**SOURCE INFORMATION:**

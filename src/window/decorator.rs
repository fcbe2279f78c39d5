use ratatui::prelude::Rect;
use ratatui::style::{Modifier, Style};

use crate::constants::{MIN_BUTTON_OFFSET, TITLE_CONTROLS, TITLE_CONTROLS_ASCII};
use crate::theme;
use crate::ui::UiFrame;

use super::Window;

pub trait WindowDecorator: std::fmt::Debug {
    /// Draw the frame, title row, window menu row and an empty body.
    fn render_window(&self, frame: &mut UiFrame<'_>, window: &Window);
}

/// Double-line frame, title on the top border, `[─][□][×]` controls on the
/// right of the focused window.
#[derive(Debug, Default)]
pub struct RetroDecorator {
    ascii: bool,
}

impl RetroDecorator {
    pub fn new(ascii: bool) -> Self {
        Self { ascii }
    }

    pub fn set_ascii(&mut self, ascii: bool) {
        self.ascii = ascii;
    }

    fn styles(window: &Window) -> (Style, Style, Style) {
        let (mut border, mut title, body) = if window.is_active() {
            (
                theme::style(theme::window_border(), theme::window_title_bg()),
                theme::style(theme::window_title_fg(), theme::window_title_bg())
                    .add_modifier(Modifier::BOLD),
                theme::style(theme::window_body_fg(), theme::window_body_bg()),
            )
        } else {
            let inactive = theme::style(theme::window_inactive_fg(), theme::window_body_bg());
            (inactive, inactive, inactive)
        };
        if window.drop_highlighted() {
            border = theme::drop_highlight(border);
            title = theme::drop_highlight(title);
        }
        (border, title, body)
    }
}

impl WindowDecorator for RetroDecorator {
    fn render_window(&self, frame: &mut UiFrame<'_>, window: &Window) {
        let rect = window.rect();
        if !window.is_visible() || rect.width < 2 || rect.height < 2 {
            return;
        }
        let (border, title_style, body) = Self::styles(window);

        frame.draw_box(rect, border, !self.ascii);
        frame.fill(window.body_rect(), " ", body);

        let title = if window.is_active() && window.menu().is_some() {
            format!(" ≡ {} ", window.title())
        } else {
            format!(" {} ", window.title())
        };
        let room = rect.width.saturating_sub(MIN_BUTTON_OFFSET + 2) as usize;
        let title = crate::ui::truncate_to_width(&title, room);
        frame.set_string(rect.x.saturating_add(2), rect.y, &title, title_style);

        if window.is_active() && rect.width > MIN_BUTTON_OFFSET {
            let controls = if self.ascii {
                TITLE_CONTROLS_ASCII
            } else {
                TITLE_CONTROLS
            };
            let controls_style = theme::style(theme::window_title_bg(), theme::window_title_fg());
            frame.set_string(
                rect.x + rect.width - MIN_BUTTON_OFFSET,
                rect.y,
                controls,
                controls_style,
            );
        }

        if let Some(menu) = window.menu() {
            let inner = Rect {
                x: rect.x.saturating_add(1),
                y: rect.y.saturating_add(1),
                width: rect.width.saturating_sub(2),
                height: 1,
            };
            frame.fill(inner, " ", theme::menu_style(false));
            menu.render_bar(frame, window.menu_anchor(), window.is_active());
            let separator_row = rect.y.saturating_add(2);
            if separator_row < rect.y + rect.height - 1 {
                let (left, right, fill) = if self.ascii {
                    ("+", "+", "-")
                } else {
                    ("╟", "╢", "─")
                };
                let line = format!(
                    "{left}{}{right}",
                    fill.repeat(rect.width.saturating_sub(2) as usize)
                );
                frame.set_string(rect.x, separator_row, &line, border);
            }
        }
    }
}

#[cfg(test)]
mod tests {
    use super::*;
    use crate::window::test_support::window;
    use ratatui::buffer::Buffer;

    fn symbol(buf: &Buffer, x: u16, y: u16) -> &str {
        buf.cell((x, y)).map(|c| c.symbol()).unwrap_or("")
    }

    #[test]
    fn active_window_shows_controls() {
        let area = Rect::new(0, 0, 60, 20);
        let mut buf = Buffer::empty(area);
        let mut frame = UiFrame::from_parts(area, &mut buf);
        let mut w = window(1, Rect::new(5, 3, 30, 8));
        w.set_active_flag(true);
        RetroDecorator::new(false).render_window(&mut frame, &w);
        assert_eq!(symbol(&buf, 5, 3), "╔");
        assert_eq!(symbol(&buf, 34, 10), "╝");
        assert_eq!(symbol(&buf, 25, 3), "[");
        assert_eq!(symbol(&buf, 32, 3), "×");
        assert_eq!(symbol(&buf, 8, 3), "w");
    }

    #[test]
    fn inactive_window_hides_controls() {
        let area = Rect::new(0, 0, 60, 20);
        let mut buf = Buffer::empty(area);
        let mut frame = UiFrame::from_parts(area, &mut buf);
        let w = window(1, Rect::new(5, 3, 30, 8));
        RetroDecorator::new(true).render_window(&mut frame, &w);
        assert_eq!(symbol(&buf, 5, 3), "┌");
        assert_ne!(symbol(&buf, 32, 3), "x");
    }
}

**REQUIRED WORK:** Copy every record exactly, with nothing added or dropped.

**ANSWER TO THIS PROBLEM:**
filename src/window/decorator.rs
repository fcbe2279f78c39d5
use ratatui::prelude::Rect;
use ratatui::style::{Modifier, Style};

use crate::constants::{MIN_BUTTON_OFFSET, TITLE_CONTROLS, TITLE_CONTROLS_ASCII};
use crate::theme;
use crate::ui::UiFrame;

use super::Window;

pub trait WindowDecorator: std::fmt::Debug {
    /// Draw the frame, title row, window menu row and an empty body.
    fn render_window(&self, frame: &mut UiFrame<'_>, window: &Window);
}

/// Double-line frame, title on the top border, `[─][□][×]` controls on the
/// right of the focused window.
#[derive(Debug, Default)]
pub struct RetroDecorator {
    ascii: bool,
}

impl RetroDecorator {
    pub fn new(ascii: bool) -> Self {
        Self { ascii }
    }

    pub fn set_ascii(&mut self, ascii: bool) {
        self.ascii = ascii;
    }

    fn styles(window: &Window) -> (Style, Style, Style) {
        let (mut border, mut title, body) = if window.is_active() {
            (
                theme::style(theme::window_border(), theme::window_title_bg()),
                theme::style(theme::window_title_fg(), theme::window_title_bg())
                    .add_modifier(Modifier::BOLD),
                theme::style(theme::window_body_fg(), theme::window_body_bg()),
            )
        } else {
            let inactive = theme::style(theme::window_inactive_fg(), theme::window_body_bg());
            (inactive, inactive, inactive)
        };
        if window.drop_highlighted() {
            border = theme::drop_highlight(border);
            title = theme::drop_highlight(title);
        }
        (border, title, body)
    }
}

impl WindowDecorator for RetroDecorator {
    fn render_window(&self, frame: &mut UiFrame<'_>, window: &Window) {
        let rect = window.rect();
        if !window.is_visible() || rect.width < 2 || rect.height < 2 {
            return;
        }
        let (border, title_style, body) = Self::styles(window);

        frame.draw_box(rect, border, !self.ascii);
        frame.fill(window.body_rect(), " ", body);

        let title = if window.is_active() && window.menu().is_some() {
            format!(" ≡ {} ", window.title())
        } else {
            format!(" {} ", window.title())
        };
        let room = rect.width.saturating_sub(MIN_BUTTON_OFFSET + 2) as usize;
        let title = crate::ui::truncate_to_width(&title, room);
        frame.set_string(rect.x.saturating_add(2), rect.y, &title, title_style);

        if window.is_active() && rect.width > MIN_BUTTON_OFFSET {
            let controls = if self.ascii {
                TITLE_CONTROLS_ASCII
            } else {
                TITLE_CONTROLS
            };
            let controls_style = theme::style(theme::window_title_bg(), theme::window_title_fg());
            frame.set_string(
                rect.x + rect.width - MIN_BUTTON_OFFSET,
                rect.y,
                controls,
                controls_style,
            );
        }

        if let Some(menu) = window.menu() {
            let inner = Rect {
                x: rect.x.saturating_add(1),
                y: rect.y.saturating_add(1),
                width: rect.width.saturating_sub(2),
                height: 1,
            };
            frame.fill(inner, " ", theme::menu_style(false));
            menu.render_bar(frame, window.menu_anchor(), window.is_active());
            let separator_row = rect.y.saturating_add(2);
            if separator_row < rect.y + rect.height - 1 {
                let (left, right, fill) = if self.ascii {
                    ("+", "+", "-")
                } else {
                    ("╟", "╢", "─")
                };
                let line = format!(
                    "{left}{}{right}",
                    fill.repeat(rect.width.saturating_sub(2) as usize)
                );
                frame.set_string(rect.x, separator_row, &line, border);
            }
        }
    }
}

#[cfg(test)]
mod tests {
    use super::*;
    use crate::window::test_support::window;
    use ratatui::buffer::Buffer;

    fn symbol(buf: &Buffer, x: u16, y: u16) -> &str {
        buf.cell((x, y)).map(|c| c.symbol()).unwrap_or("")
    }

    #[test]
    fn active_window_shows_controls() {
        let area = Rect::new(0, 0, 60, 20);
        let mut buf = Buffer::empty(area);
        let mut frame = UiFrame::from_parts(area, &mut buf);
        let mut w = window(1, Rect::new(5, 3, 30, 8));
        w.set_active_flag(true);
        RetroDecorator::new(false).render_window(&mut frame, &w);
        assert_eq!(symbol(&buf, 5, 3), "╔");
        assert_eq!(symbol(&buf, 34, 10), "╝");
        assert_eq!(symbol(&buf, 25, 3), "[");
        assert_eq!(symbol(&buf, 32, 3), "×");
        assert_eq!(symbol(&buf, 8, 3), "w");
    }

    #[test]
    fn inactive_window_hides_controls() {
        let area = Rect::new(0, 0, 60, 20);
        let mut buf = Buffer::empty(area);
        let mut frame = UiFrame::from_parts(area, &mut buf);
        let w = window(1, Rect::new(5, 3, 30, 8));
        RetroDecorator::new(true).render_window(&mut frame, &w);
        assert_eq!(symbol(&buf, 5, 3), "┌");
        assert_ne!(symbol(&buf, 32, 3), "x");
    }
}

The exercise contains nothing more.